TASK TO CARRY OUT = Wherever the word "metadata" appears in the entries, copy the whole line.

TASK MATERIAL =
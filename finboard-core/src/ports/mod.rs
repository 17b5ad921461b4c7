//! Port definitions (hexagonal architecture)
//!
//! Ports define the interfaces for external dependencies. The core domain
//! depends only on these traits, not on concrete implementations.

mod blob_storage;
mod data_store;
mod key_value;
mod session_backend;

pub use blob_storage::BlobStorage;
pub use data_store::DataStore;
pub use key_value::KeyValueStore;
pub use session_backend::SessionBackend;
//! Bills page - receipt upload and listing

use std::path::Path;
use std::sync::Arc;

use chrono::Utc;
use tracing::{debug, error};
use uuid::Uuid;

use crate::domain::result::{Error, Result};
use crate::domain::{Bill, Person};
use crate::ports::{BlobStorage, DataStore};
use crate::services::auth::AuthService;
use crate::services::dashboard::current_person;

pub const BILLS_BUCKET: &str = "bills";

pub const MAX_BILL_BYTES: u64 = 10 * 1024 * 1024;

pub const ALLOWED_EXTENSIONS: [&str; 6] = ["pdf", "png", "jpg", "jpeg", "gif", "webp"];

pub struct BillService {
    store: Arc<dyn DataStore>,
    blobs: Arc<dyn BlobStorage>,
    auth: Arc<AuthService>,
}

impl BillService {
    pub fn new(store: Arc<dyn DataStore>, blobs: Arc<dyn BlobStorage>, auth: Arc<AuthService>) -> Self {
        Self { store, blobs, auth }
    }

    /// Store a receipt file and record it for the signed-in person.
    ///
    /// The object lands at `<person_id>/<uuid>.<ext>` in the bills bucket.
    pub async fn upload(&self, file: &Path) -> Result<Bill> {
        self.auth.require_identity()?;
        let (name, extension) = validate_file(file).await?;

        let bytes = tokio::fs::read(file).await?;
        let person = self.resolve_person().await?;

        let mime = Bill::mime_for_extension(&extension);
        let object_path = format!("{}/{}.{}", person.id, Uuid::new_v4(), extension);
        let stored_path = self
            .blobs
            .put(BILLS_BUCKET, &object_path, bytes, mime)
            .await
            .map_err(logged)?;
        debug!(bucket = BILLS_BUCKET, "bill object stored");

        let bill = Bill {
            id: Uuid::new_v4(),
            person_id: person.id,
            name,
            path: stored_path,
            mime: mime.to_string(),
            extension,
            created_at: Utc::now(),
        };
        self.store.insert_bill(&bill).await.map_err(logged)
    }

    /// Bills of the signed-in person, newest first
    pub async fn list(&self) -> Result<Vec<Bill>> {
        match current_person(self.store.as_ref(), &self.auth).await? {
            Some(person) => self.store.list_bills(person.id).await,
            None => Ok(Vec::new()),
        }
    }

    async fn resolve_person(&self) -> Result<Person> {
        let identity = self.auth.require_identity()?;
        self.store.upsert_person(&identity.email).await.map_err(logged)
    }
}

/// Check the file before anything is uploaded; returns its name and extension
async fn validate_file(file: &Path) -> Result<(String, String)> {
    let name = file
        .file_name()
        .map(|n| n.to_string_lossy().into_owned())
        .ok_or_else(|| Error::validation("Please choose a file to upload"))?;

    let metadata = match tokio::fs::metadata(file).await {
        Ok(metadata) if metadata.is_file() => metadata,
        _ => return Err(Error::validation(format!("File not found: {}", name))),
    };
    if metadata.len() == 0 {
        return Err(Error::validation("The selected file is empty"));
    }
    if metadata.len() > MAX_BILL_BYTES {
        return Err(Error::validation("File is too large (maximum 10 MB)"));
    }

    let extension = Bill::extension_of(&name)
        .filter(|ext| ALLOWED_EXTENSIONS.contains(&ext.as_str()))
        .ok_or_else(|| {
            Error::validation(format!(
                "Unsupported file type. Allowed: {}",
                ALLOWED_EXTENSIONS.join(", ")
            ))
        })?;

    Ok((name, extension))
}

fn logged(e: Error) -> Error {
    if !matches!(e, Error::Validation(_) | Error::Authentication(_)) {
        error!(error = %e, "bills page request failed");
    }
    e
}
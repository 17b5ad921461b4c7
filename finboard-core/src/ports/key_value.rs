//! Key-value port - small persisted client state

use crate::domain::result::Result;

/// String key-value store surviving process restarts.
///
/// Holds the persisted session record. `remove` of a missing key is not an
/// error.
pub trait KeyValueStore: Send + Sync {
    fn get(&self, key: &str) -> Result<Option<String>>;

    fn set(&self, key: &str, value: &str) -> Result<()>;

    fn remove(&self, key: &str) -> Result<()>;
}
//! Finboard Core - auth, privileges and page data access for the Finboard
//! personal finance dashboard
//!
//! This crate follows hexagonal architecture:
//!
//! - **domain**: Core entities (Identity, PrivilegeSet, Transaction, Bill, etc.)
//! - **ports**: Trait definitions for external dependencies (SessionBackend, DataStore, ...)
//! - **services**: Business logic orchestration (auth context, route guard, pages)
//! - **adapters**: Concrete implementations (remote REST service, DuckDB, local files)

pub mod adapters;
pub mod config;
pub mod domain;
pub mod log_migrations;
pub mod migrations;
pub mod ports;
pub mod services;

use std::path::{Path, PathBuf};
use std::sync::Arc;

use anyhow::{Context, Result};

use adapters::duckdb::DuckDbStore;
use adapters::file_storage::FileBlobStorage;
use adapters::local_auth::LocalSessionBackend;
use adapters::local_storage::FileKeyValueStore;
use adapters::supabase::{RemoteSessionBackend, SupabaseClient};
use config::{AuthMode, Config};
use ports::{BlobStorage, DataStore, KeyValueStore, SessionBackend};
use services::*;

// Re-export commonly used types at crate root
pub use domain::result::{Error, OperationResult};
pub use domain::{
    Bill, Category, Direction, Identity, Person, PrivilegeKey, PrivilegePolicy, PrivilegeSet,
    Transaction, TransactionDetail, TransactionType,
};
pub use services::{EventKind, LogEvent, LogFilter, LoggingService};

/// File holding persisted client state (the session record)
pub const SESSION_FILE: &str = "session.json";

/// Directory for locally stored objects in offline mode
pub const STORAGE_DIR: &str = "storage";

/// The concrete adapters a context runs on, picked once per auth mode
pub struct Backends {
    pub session: Arc<dyn SessionBackend>,
    pub data: Arc<dyn DataStore>,
    pub blobs: Arc<dyn BlobStorage>,
}

impl Backends {
    /// Fixed local credential, offline DuckDB store and local object storage
    pub fn local(finboard_dir: &Path) -> Result<Self> {
        let kv: Arc<dyn KeyValueStore> =
            Arc::new(FileKeyValueStore::new(finboard_dir.join(SESSION_FILE)));

        let store = DuckDbStore::open(&finboard_dir.join(OFFLINE_DB))
            .context("Failed to open the offline database")?;
        store.ensure_schema()?;

        Ok(Self {
            session: Arc::new(LocalSessionBackend::new(kv)),
            data: Arc::new(store),
            blobs: Arc::new(FileBlobStorage::new(finboard_dir.join(STORAGE_DIR))),
        })
    }

    /// Everything delegated to the remote service
    pub fn remote(config: &Config, finboard_dir: &Path) -> Result<Self> {
        let kv: Arc<dyn KeyValueStore> =
            Arc::new(FileKeyValueStore::new(finboard_dir.join(SESSION_FILE)));
        let client = Arc::new(
            SupabaseClient::new(&config.supabase_url, &config.supabase_anon_key)
                .context("Failed to create the remote service client")?,
        );

        Ok(Self {
            session: Arc::new(RemoteSessionBackend::new(client.clone(), kv)),
            data: client.clone(),
            blobs: client,
        })
    }
}

/// Main context for Finboard operations
///
/// Owns the auth service and hands it to every page service. Nothing is
/// restored until [`AuthService::initialize`] is called.
pub struct FinboardContext {
    pub config: Config,
    pub finboard_dir: PathBuf,
    pub auth: Arc<AuthService>,
    pub entry_service: EntryService,
    pub dashboard_service: DashboardService,
    pub report_service: ReportService,
    pub download_service: DownloadService,
    pub bill_service: BillService,
}

impl FinboardContext {
    /// Create a context for the configured auth mode
    pub fn new(finboard_dir: &Path) -> Result<Self> {
        let config = Config::load(finboard_dir)?;
        let backends = match config.auth_mode {
            AuthMode::Local => Backends::local(finboard_dir)?,
            AuthMode::Remote => Backends::remote(&config, finboard_dir)?,
        };
        Ok(Self::with_backends(config, finboard_dir, backends))
    }

    pub fn with_backends(config: Config, finboard_dir: &Path, backends: Backends) -> Self {
        let resolver = PrivilegeResolver::new(backends.data.clone(), config.privilege_policy);
        let auth = Arc::new(AuthService::new(backends.session, resolver));
        let delay = config.redirect_delay;

        Self {
            entry_service: EntryService::new(backends.data.clone(), auth.clone(), delay),
            dashboard_service: DashboardService::new(backends.data.clone(), auth.clone()),
            report_service: ReportService::new(backends.data.clone(), auth.clone()),
            download_service: DownloadService::new(backends.data.clone(), auth.clone()),
            bill_service: BillService::new(backends.data, backends.blobs, auth.clone()),
            auth,
            config,
            finboard_dir: finboard_dir.to_path_buf(),
        }
    }
}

WRITTEN SOLUTION =
    let metadata = match tokio::fs::metadata(file).await {
        Ok(metadata) if metadata.is_file() => metadata,
    if metadata.len() == 0 {
    if metadata.len() > MAX_BILL_BYTES {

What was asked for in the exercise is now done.